REPUBLIKA.CO.ID, JAKARTA -- Hampir 70 persen penduduk Israel telah divaksinasi penuh dan kembali hidup normal di masa pandemi COVID-19. Namun saat ini angka infeksi kembali meningkat. Apa penyebabnya? Dapatkah dosis ketiga membantu?

Baca Juga

Pada Maret lalu, Israel meyakini kembali hidup normal setelah mengalahkan COVID-19. Dengan populasi 9,3 juta, lebih dari setengahnya saat itu sudah mendapat dosis kedua dari vaksin COVID-19. Saat ini jumlah keseluruhan yang sudah mendapat dua dosis vaksin sudah mencapai 70 persen dari keseluruhan populasi dan jumlah yang divaksin terus meningkat.
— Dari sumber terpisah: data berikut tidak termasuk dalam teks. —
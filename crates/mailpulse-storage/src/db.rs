//! Database connection and pool management

use mailpulse_common::config::DatabaseConfig;
use mailpulse_common::{Error, Result};
use sqlx::postgres::{PgPool, PgPoolOptions};
use std::time::Duration;
use tracing::info;

/// Database pool wrapper
#[derive(Clone)]
pub struct DatabasePool {
    pool: PgPool,
}

impl DatabasePool {
    /// Create a new database pool from configuration
    pub async fn new(config: &DatabaseConfig) -> Result<Self> {
        let url = Self::build_url(config)?;

        info!(database = %config.database_name(), "Connecting to database");

        let pool = PgPoolOptions::new()
            .max_connections(config.max_connections)
            .min_connections(config.min_connections)
            .acquire_timeout(Duration::from_secs(config.connect_timeout_secs))
            .connect(&url)
            .await
            .map_err(|e| Error::Database(format!("Failed to connect: {}", e)))?;

        info!("Database connection established");

        Ok(Self { pool })
    }

    /// Create a small pool that connects on first use.
    ///
    /// Background workers that run on their own runtime use this so their
    /// connections are opened (and driven) by that runtime.
    pub fn dedicated(config: &DatabaseConfig, max_connections: u32) -> Result<Self> {
        let url = Self::build_url(config)?;

        let pool = PgPoolOptions::new()
            .max_connections(max_connections.max(1))
            .min_connections(0)
            .acquire_timeout(Duration::from_secs(config.connect_timeout_secs))
            .connect_lazy(&url)
            .map_err(|e| Error::Database(format!("Invalid database URL: {}", e)))?;

        Ok(Self { pool })
    }

    /// Build database URL from configuration
    fn build_url(config: &DatabaseConfig) -> Result<String> {
        let url = config.url.trim();
        if url.starts_with("postgres://") || url.starts_with("postgresql://") {
            Ok(url.to_string())
        } else {
            Err(Error::Config(format!(
                "Unsupported database URL (PostgreSQL required): {}",
                url
            )))
        }
    }

    /// Get the underlying pool
    pub fn pool(&self) -> &PgPool {
        &self.pool
    }

    /// Run database migrations
    pub async fn migrate(&self) -> Result<()> {
        info!("Running database migrations");

        sqlx::migrate!("./migrations")
            .run(&self.pool)
            .await
            .map_err(|e| Error::Database(format!("Migration failed: {}", e)))?;

        info!("Database migrations completed");
        Ok(())
    }

    /// Check database health
    pub async fn health_check(&self) -> Result<()> {
        sqlx::query("SELECT 1")
            .execute(&self.pool)
            .await
            .map_err(|e| Error::Database(format!("Health check failed: {}", e)))?;
        Ok(())
    }

    /// Close all connections
    pub async fn close(&self) {
        self.pool.close().await;
    }
}

#[cfg(test)]
mod tests {
    use super::*;

    #[test]
    fn test_build_url_requires_postgres() {
        let mut config = DatabaseConfig::default();
        assert!(DatabasePool::build_url(&config).is_ok());

        config.url = "sqlite://mail.db".into();
        assert!(matches!(DatabasePool::build_url(&config), Err(Error::Config(_))));
    }
}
Sebagai perbandingan, Jerman enam bulan yang lalu masih tertinggal jauh oleh Israel. Saat itu hanya 3,7 persen dari 83 juta penduduk Jerman yang telah mendapat vaksin dosis kedua. Sekarang, lebih 58 persen warga Jerman sudah mendapat vaksinasi penuh, dan 63 persen sudah mendapat vaksin dosis pertama.

Israel termasuk kategori negara dengan tingkat vaksinasi tertinggi. Sebuah anekdot menyebutkan, penggunaan masker di tempat umum sudah tidak terlihat lagi dan kehidupan kembali normal.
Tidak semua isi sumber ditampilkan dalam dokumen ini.